I have worked for over 10 years in human resources, dabbling here and there in recruitment, but mostly working in labor and employee relations, class and comp, and policy development. Since taking on my business partner role at the City of Tigard, I have become more involved in recruitment as it related to my portfolio, but still not a major component of my work.
This past year, I was promoted to Senior HR Business Partner which came with responsibility of managing the recruitment staff for the city and I have found myself needing to take a more analytical approach to recruitment. One of the things we hadn’t payed attention to is the cost/benefit analysis of job posting sites. At Tigard, HR places the ads and bills the department, but we have never shared information with hiring managers about the effectiveness of their advertising.
Here are three tips for determining where to post jobs:
- Analyze where candidates learn about your jobs. Of course, you have to have been asking this question – if you aren’t, start now! You should be able to glean good data within 6-12 months depending on your hiring volume.
- Identity where your best candidates learned about the position. A high volume of unqualified candidates is a good use of money or time. Of hired candidates, where did they find out about the job? For us, this was employee referral (free!).
- Of the sites your candidates learn about jobs, consider what are you paying to place ads there. For example, out of 1,000 candidates, we had three candidates learned about the job from the local newspaper, and of those three, one was a current employee. To add salt to that wound, this was one of the most expensive places for us to advertise. Let’s just say we are no longer advertising there.
Our candidates shared they typically learn about our job postings on the City’s website, employee referrals, governmentjobs.com, and indeed.com. Each of these platform are available at no additional cost.
Our website job listing is provided by Neogov, which also powers governmentjobs.com. Indeed scrapes job postings from governmentjobs.com and posts them automatically (not even staff time is required!). Employee referrals are sourced from an email we send about new jobs, staff knowledge of upcoming openings, and our communications team encouraging staff to share our social media posts, especially jobs.
Other organizations, including ELGL and Partners in Diversity, provide an excellent platforms for expanding the reach of your recruitments. Handshake is another resource and is where colleges direct students and alumni to look for jobs.

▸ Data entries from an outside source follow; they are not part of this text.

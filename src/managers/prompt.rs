//! Interactive configuration prompts
//!
//! Builds the same `Config` a TOML file would, one question at a time.

use crate::config::{
    check_database_name, validate_config, Config, DatabaseEntry, DatabaseType, ExecutionMethod,
    GlobalConfig,
};
use anyhow::{Context, Result};
use dialoguer::{Confirm, Input, MultiSelect, Password, Select};

/// Ask for method, databases and connection details
///
/// Returns `None` when the user declines the final confirmation.
pub fn prompt_config(base: GlobalConfig) -> Result<Option<Config>> {
    let method = select_method()?;
    let types = select_databases()?;

    let mut global = base;
    global.method = method.as_str().to_string();
    if method == ExecutionMethod::KubectlExec {
        global.namespace = ask("Kubernetes Namespace", &global.namespace)?;
    }

    let databases = types
        .into_iter()
        .map(|db_type| configure_database(db_type, method))
        .collect::<Result<Vec<_>>>()?;
    let config = prompted_config(global, databases)?;

    println!();
    let proceed = Confirm::new()
        .with_prompt("Proceed with backup?")
        .default(true)
        .interact()?;

    Ok(proceed.then_some(config))
}

/// Assemble the answers and hold them to the same rules as a config file
fn prompted_config(global: GlobalConfig, databases: Vec<DatabaseEntry>) -> Result<Config> {
    let config = Config { global, databases };
    validate_config(&config).context("Invalid answers")?;
    Ok(config)
}

fn select_method() -> Result<ExecutionMethod> {
    let items: Vec<String> = ExecutionMethod::ALL
        .iter()
        .map(|m| format!("{:<13} ({})", m.as_str(), m.description()))
        .collect();

    let selection = Select::new()
        .with_prompt("Select backup method")
        .items(&items)
        .default(1)
        .interact()?;

    Ok(ExecutionMethod::ALL[selection])
}

fn select_databases() -> Result<Vec<DatabaseType>> {
    let mut items: Vec<&str> = DatabaseType::ALL.iter().map(|t| t.label()).collect();
    items.push("All databases");

    let chosen = MultiSelect::new()
        .with_prompt("Select databases to backup (space to toggle)")
        .items(&items)
        .interact()?;

    selected_types(&chosen)
}

/// Map selected indices back to engines, keeping menu order
///
/// The entry after the engines selects every engine.
fn selected_types(indices: &[usize]) -> Result<Vec<DatabaseType>> {
    let all = indices.contains(&DatabaseType::ALL.len());
    let types: Vec<DatabaseType> = DatabaseType::ALL
        .iter()
        .enumerate()
        .filter(|(i, _)| all || indices.contains(i))
        .map(|(_, t)| *t)
        .collect();

    anyhow::ensure!(!types.is_empty(), "no databases selected");
    Ok(types)
}

fn configure_database(db_type: DatabaseType, method: ExecutionMethod) -> Result<DatabaseEntry> {
    let defaults = db_type.defaults();
    let label = db_type.label();
    println!("\n=== Configuring {} ===", db_type.as_str().to_uppercase());

    let mut entry = DatabaseEntry {
        db_type: db_type.as_str().to_string(),
        host: Some(ask(&format!("{} Host", label), defaults.host)?),
        ..Default::default()
    };

    // mongodump runs without credentials
    if db_type != DatabaseType::Mongodb {
        entry.user = Some(ask(&format!("{} User", label), defaults.user)?);
    }
    entry.database = ask_database_name()?;
    if db_type != DatabaseType::Mongodb {
        let password = Password::new()
            .with_prompt(format!("{} Password", label))
            .allow_empty_password(true)
            .interact()
            .context("Failed to read password")?;
        entry.password = Some(password);
    }
    entry.version = Some(ask(&format!("{} Version", label), defaults.version)?);

    match method {
        ExecutionMethod::DockerExec => {
            entry.container = Some(ask("Container Name", defaults.container)?);
        }
        ExecutionMethod::KubectlExec => {
            entry.pod = Some(ask("Pod Name", defaults.pod)?);
        }
        ExecutionMethod::DockerRun => {}
    }

    Ok(entry)
}

fn ask_database_name() -> Result<String> {
    let value: String = Input::new()
        .with_prompt("Database Name")
        .default("mydb".to_string())
        .validate_with(|input: &String| check_database_name(input))
        .interact_text()?;
    Ok(value.trim().to_string())
}

fn ask(prompt: &str, default: &str) -> Result<String> {
    let value: String = Input::new()
        .with_prompt(prompt)
        .default(default.to_string())
        .allow_empty(true)
        .interact_text()?;
    Ok(value.trim().to_string())
}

Lastly, you should post jobs with the professional organization that relates to the work of the job you are posting. I would not suggest posting every job with a professional organization, especially given the varying cost. Professional organization charge a wide range from free to $425 for posting jobs. Things to consider before posting include the reach of the organization (do they email their members or simply post to their website?) and the likelihood your ideal candidate is a member of the organization.
I have learned over the past several months that while HR may be looking to hiring managers for help with determining effective advertising outlets for a given field, those hiring mangers are also looking to HR to be the expert in this area. In the past, we have asked hiring managers where they would like to advertise and provided a free-form text box for this answer on our recruitment request. This practice revealed that some hiring managers have not looked for jobs in a long time, they can be out of touch in current job search norms, and have no idea what advertising costs. This prompted an update to our requisition to include a list of common, effective job posting outlets and their associated costs. We also provide space for additional ideas hiring managers may want to provide. The intent is to help reduce the cost of advertising through education and to focus on the most productive outlets.
Being a good business partner for your HR customers includes knowing not only where your clients should or should not be posting jobs, but also being prepared with the hard data they need to make those types of decisions.